Third, the young adult Catholics clearly support Catholic social justice efforts. They responded strongly in support of efforts related to racism, poverty and environmentalism. From these responses, we can see the need to be more precise when asserting that young adults are conservative. Are regular Mass attenders different from irregular attenders? Is it just the non-attenders who are liberal in doctrine, ecclesiology and social justice, or is this true also for loyal churchgoers?

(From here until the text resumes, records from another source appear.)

//! Error types of the workload generator.
use thiserror::Error;

/// Malformed or incomplete workload configuration.
#[derive(Debug, Error)]
pub enum ConfigError {
    #[error("failed to parse workload config: {0}")]
    Parse(#[from] serde_yaml::Error),
    #[error("failed to read workload config: {0}")]
    Read(#[source] std::io::Error),
    #[error("function record #{index}: missing `name`")]
    MissingName { index: usize },
    #[error("function record #{index}: empty `name`")]
    EmptyName { index: usize },
    #[error("function `{name}` is defined more than once")]
    DuplicateName { name: String },
    #[error("function `{function}`: missing field `{field}`")]
    MissingField { function: String, field: &'static str },
    #[error("function `{function}`: both fixed-count and windowed fields are set")]
    AmbiguousRegime { function: String },
    #[error("function `{function}`: `background_mu` requires a spike window")]
    OrphanBackground { function: String },
    #[error("function `{function}`: background_mu must be positive, got {mean}")]
    InvalidBackgroundMean { function: String, mean: f64 },
    #[error("function `{function}`: start_time {start} is greater than end_time {end}")]
    InvalidWindow { function: String, start: u64, end: u64 },
    #[error("experiment end {experiment_end} is before the end_time {end} of function `{function}`")]
    ExperimentEndTooEarly {
        function: String,
        end: u64,
        experiment_end: u64,
    },
}

/// A rate parameter that makes the renewal process ill-defined.
#[derive(Debug, Error, PartialEq)]
pub enum SamplingError {
    #[error("function `{function}`: mean inter-arrival time must be positive, got {mean}")]
    InvalidMean { function: String, mean: f64 },
    #[error("function `{function}`: arrival rate must be non-negative, got {rate}")]
    InvalidRate { function: String, rate: f64 },
}

/// Any failure of the generation pipeline.
#[derive(Debug, Error)]
pub enum WorkloadError {
    #[error(transparent)]
    Config(#[from] ConfigError),
    #[error(transparent)]
    Sampling(#[from] SamplingError),
    #[error("trace output failed: {0}")]
    Io(#[from] std::io::Error),
}
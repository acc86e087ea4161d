//! Line-delimited JSON output of merged events.
use std::fs::File;
use std::io::{BufWriter, Write};
use std::path::Path;

use crate::merge::MergedEvent;

/// Writes each event as soon as it is produced, one JSON object per line.
pub struct TraceWriter<W: Write> {
    out: W,
    written: usize,
}

impl TraceWriter<BufWriter<File>> {
    pub fn create(path: &Path) -> std::io::Result<Self> {
        Ok(Self::new(BufWriter::new(File::create(path)?)))
    }
}

impl<W: Write> TraceWriter<W> {
    pub fn new(out: W) -> Self {
        Self { out, written: 0 }
    }

    pub fn write_event(&mut self, event: &MergedEvent) -> std::io::Result<()> {
        serde_json::to_writer(&mut self.out, event)?;
        self.out.write_all(b"\n")?;
        self.written += 1;
        Ok(())
    }

    /// Number of records written so far.
    pub fn written(&self) -> usize {
        self.written
    }

    /// Flushes the output and returns the number of written records.
    pub fn finish(mut self) -> std::io::Result<usize> {
        self.out.flush()?;
        Ok(self.written)
    }

    pub fn into_inner(self) -> W {
        self.out
    }
}
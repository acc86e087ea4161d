use std::env;
use std::io::Write;
use std::path::PathBuf;
use std::process::ExitCode;

use clap::Parser;
use env_logger::Builder;
use log::{error, info, LevelFilter};

use dslab_faas_workload::generator::generate_trace_file;

#[derive(Parser, Debug)]
#[command(about, long_about = None)]
/// Generates a time-ordered invocation trace for FaaS load testing
struct Args {
    /// Path to YAML file with function arrival profiles
    config: PathBuf,

    /// Path to produced trace (one JSON record per line)
    output: PathBuf,

    /// Random seed
    #[arg(short, long, default_value_t = 123)]
    seed: u64,

    /// Experiment end in ms (default - latest end_time among windowed functions)
    #[arg(short, long)]
    experiment_end: Option<u64>,
}

fn main() -> ExitCode {
    // log level INFO by default
    let mut builder = Builder::from_default_env();
    if env::var("RUST_LOG").is_err() {
        builder.filter_level(LevelFilter::Info);
    }
    builder.format(|buf, record| writeln!(buf, "{}", record.args())).init();

    let args = Args::parse();
    info!("loading workload config from {}", args.config.display());

    match generate_trace_file(&args.config, &args.output, args.seed, args.experiment_end) {
        Ok(summary) => {
            info!("wrote {} events to {}", summary.events, args.output.display());
            ExitCode::SUCCESS
        }
        Err(e) => {
            error!("{}", e);
            ExitCode::FAILURE
        }
    }
}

We compared regular Mass attenders and irregular attenders on attitudes related to laity and women, social teaching, and other doctrinal beliefs. Mass attenders are stronger than others in their belief that in the Mass the bread and wine become the body and blood of Christ, and they are stronger in believing that Catholics have a duty to try to close the gap between the rich and the poor and to live simply to preserve the environment. On other items-for example, those concerning laity and women, the regular and irregular attenders held similar opinions. In short, the regular attenders are a bit more progressive in social justice than the oth­ers, and we found no evidence to sup­port Father Jabusch’s view that young adult churchgoers today are right of center.


Far From Monolithic

Catholic young adults are far from monolithic in their behaviors and attitudes, and it does them and the church a disservice when their collective portrait is painted in strokes that are overly broad. Our sample of young adults who were confirmned during adolescence provides a picture that offers a sense of proportion. We believe our findings are credible; they are supported by much of what we heard in our in-depth interviews and focus groups. Catholic young adults are not leaving Catholicism in any great numbers. They are not suspicious of the church, although they maintain a certain level of individual judgment about its teachings.


These young Catholics are neither cynics who reject the church, nor are they right-of-center on church institutional issues. They affirm key Catholic doctrines. On questions of ecclesiology and church government, they advocate empowerment of the laity in general and women in particular. We agree that some are angry, but it is not a large number. More common is a conviction that authority resides in the individual.


On socioeconomic issues, those interviewed are again left of center-supportive of church efforts to end racism, poverty and environmental degra­dation. These findings should be kept in mind if there is to be an accurate portrayal of young adult attitudes that will serve the whole church and its mission in preparing for the future.